### Exercise inputs

————

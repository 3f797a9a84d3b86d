//! Small, dependency-free naming and parameter-regularization helpers named
//! directly as testable core behavior in spec.md §8, kept in-core even
//! though the bulk benchmark-grade agent generator they're drawn from is an
//! external collaborator per §1 (see SPEC_FULL.md §8 for the scoping
//! decision).

use std::collections::HashMap;

use crate::algorithm::ParamValue;

/// `n` unique agent names, all padded to the width of `n - 1` so they sort
/// and line up lexicographically (`generate_agents_from_count(100)` →
/// `a00`..`a99`).
pub fn generate_agents_from_count(n: usize) -> Vec<String> {
    if n == 0 {
        return Vec::new();
    }
    let width = (n - 1).to_string().len();
    (0..n).map(|i| format!("a{:0width$}", i, width = width)).collect()
}

/// The longest common non-digit prefix shared by every name, or `""` if the
/// names disagree past the first character (`find_prefix(["x1","x2","V3"])`
/// = `""`).
pub fn find_prefix(names: &[impl AsRef<str>]) -> String {
    fn alpha_prefix(s: &str) -> &str {
        let end = s.find(|c: char| c.is_ascii_digit()).unwrap_or(s.len());
        &s[..end]
    }

    let Some(first) = names.first() else {
        return String::new();
    };
    let mut prefix = alpha_prefix(first.as_ref());
    for name in &names[1..] {
        let candidate = alpha_prefix(name.as_ref());
        if candidate != prefix {
            return String::new();
        }
        prefix = candidate;
    }
    prefix.to_string()
}

/// The leading run of ASCII digits found right after `prefix` at the start
/// of `name`, if `name` starts with `prefix` and at least one digit follows
/// (pydcop's `re.compile(f"{prefix}(?P<index>\d+)").match(name)`).
fn leading_index(name: &str, prefix: &str) -> Option<u64> {
    let rest = name.strip_prefix(prefix)?;
    let digits: String = rest.chars().take_while(|c| c.is_ascii_digit()).collect();
    if digits.is_empty() {
        None
    } else {
        digits.parse().ok()
    }
}

/// Pair each agent with the variable sharing its numeric index, not its list
/// position: both sides are matched by the integer that follows `agt_prefix`
/// (default `"a"`) / `var_prefix` (default `"v"`) in their name — so
/// `find_corresponding_variables(["a1","a2","a3"], ["v01","v02","v03"])` →
/// `{"a1":"v01","a2":"v02","a3":"v03"}` because `1`/`01`, `2`/`02`, `3`/`03`
/// parse to the same index, not because the lists line up positionally
/// (pydcop's `find_corresponding_variables`).
pub fn find_corresponding_variables(
    agents: &[impl AsRef<str>],
    variables: &[impl AsRef<str>],
) -> HashMap<String, String> {
    find_corresponding_variables_with_prefixes(agents, variables, "a", "v")
}

/// `find_corresponding_variables` with explicit agent/variable prefixes.
pub fn find_corresponding_variables_with_prefixes(
    agents: &[impl AsRef<str>],
    variables: &[impl AsRef<str>],
    agt_prefix: &str,
    var_prefix: &str,
) -> HashMap<String, String> {
    let mut indexed_vars: HashMap<u64, String> = HashMap::new();
    for variable in variables {
        if let Some(index) = leading_index(variable.as_ref(), var_prefix) {
            indexed_vars.insert(index, variable.as_ref().to_string());
        }
    }

    let mut mapping = HashMap::new();
    for agent in agents {
        if let Some(index) = leading_index(agent.as_ref(), agt_prefix) {
            if let Some(variable) = indexed_vars.get(&index) {
                mapping.insert(agent.as_ref().to_string(), variable.clone());
            }
        }
    }
    mapping
}

/// Expand a map of parameter name to either a single value or a list of
/// candidate values into the cartesian product of those lists, one
/// fully-scalar parameter map per combination, preserving the order of the
/// first varying parameter's values (spec.md §8's parameter-regularization
/// scenario).
pub fn regularize_parameters(
    params: &HashMap<String, Vec<ParamValue>>,
) -> Vec<HashMap<String, ParamValue>> {
    let mut names: Vec<&String> = params.keys().collect();
    names.sort();

    let mut combos: Vec<HashMap<String, ParamValue>> = vec![HashMap::new()];
    for name in names {
        let values = &params[name];
        let mut next = Vec::with_capacity(combos.len() * values.len());
        for combo in &combos {
            for value in values {
                let mut extended = combo.clone();
                extended.insert(name.clone(), value.clone());
                next.push(extended);
            }
        }
        combos = next;
    }
    combos
}

#[cfg(test)]
mod tests {
    use super::*;

    #[test]
    fn generate_agents_from_count_pads_to_a_stable_width() {
        let names = generate_agents_from_count(100);
        assert_eq!(100, names.len());
        assert_eq!("a00", names[0]);
        assert_eq!("a99", names[99]);
        let unique: std::collections::HashSet<_> = names.iter().collect();
        assert_eq!(100, unique.len());
    }

    #[test]
    fn find_prefix_examples_from_spec() {
        assert_eq!("x", find_prefix(&["x1", "x2", "x3"]));
        assert_eq!("", find_prefix(&["x1", "x2", "V3"]));
    }

    #[test]
    fn find_corresponding_variables_examples_from_spec() {
        let map = find_corresponding_variables(
            &["a1", "a2", "a3"],
            &["v01", "v02", "v03"],
        );
        assert_eq!(Some(&"v01".to_string()), map.get("a1"));
        assert_eq!(Some(&"v02".to_string()), map.get("a2"));
        assert_eq!(Some(&"v03".to_string()), map.get("a3"));
    }

    #[test]
    fn find_corresponding_variables_matches_by_index_not_list_position() {
        // "a2" and "v02" share index 2 even though "v02" is listed first.
        let map = find_corresponding_variables(&["a1", "a2"], &["v02", "v01"]);
        assert_eq!(Some(&"v01".to_string()), map.get("a1"));
        assert_eq!(Some(&"v02".to_string()), map.get("a2"));
    }

    #[test]
    fn find_corresponding_variables_drops_unmatched_indices() {
        let map = find_corresponding_variables(&["a1", "a5"], &["v01"]);
        assert_eq!(1, map.len());
        assert_eq!(Some(&"v01".to_string()), map.get("a1"));
        assert_eq!(None, map.get("a5"));
    }

    #[test]
    fn regularize_parameters_expands_the_cartesian_product() {
        let mut params = HashMap::new();
        params.insert(
            "p1".to_string(),
            vec![ParamValue::Int(1), ParamValue::Int(2)],
        );
        params.insert(
            "p2".to_string(),
            vec![ParamValue::Str("c".to_string())],
        );
        let combos = regularize_parameters(&params);
        assert_eq!(2, combos.len());
        assert_eq!(Some(&ParamValue::Int(1)), combos[0].get("p1"));
        assert_eq!(Some(&ParamValue::Int(2)), combos[1].get("p1"));
        assert_eq!(Some(&ParamValue::Str("c".to_string())), combos[0].get("p2"));
    }
}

————

### Task
From the material above, copy exactly the lines between the line holding "fn alpha_prefix(s: &str)" and the line holding "for name in &names[1..]", inclusive, and only those.

### Reply to the task
    fn alpha_prefix(s: &str) -> &str {
        let end = s.find(|c: char| c.is_ascii_digit()).unwrap_or(s.len());
        &s[..end]
    }

    let Some(first) = names.first() else {
        return String::new();
    };
    let mut prefix = alpha_prefix(first.as_ref());
    for name in &names[1..] {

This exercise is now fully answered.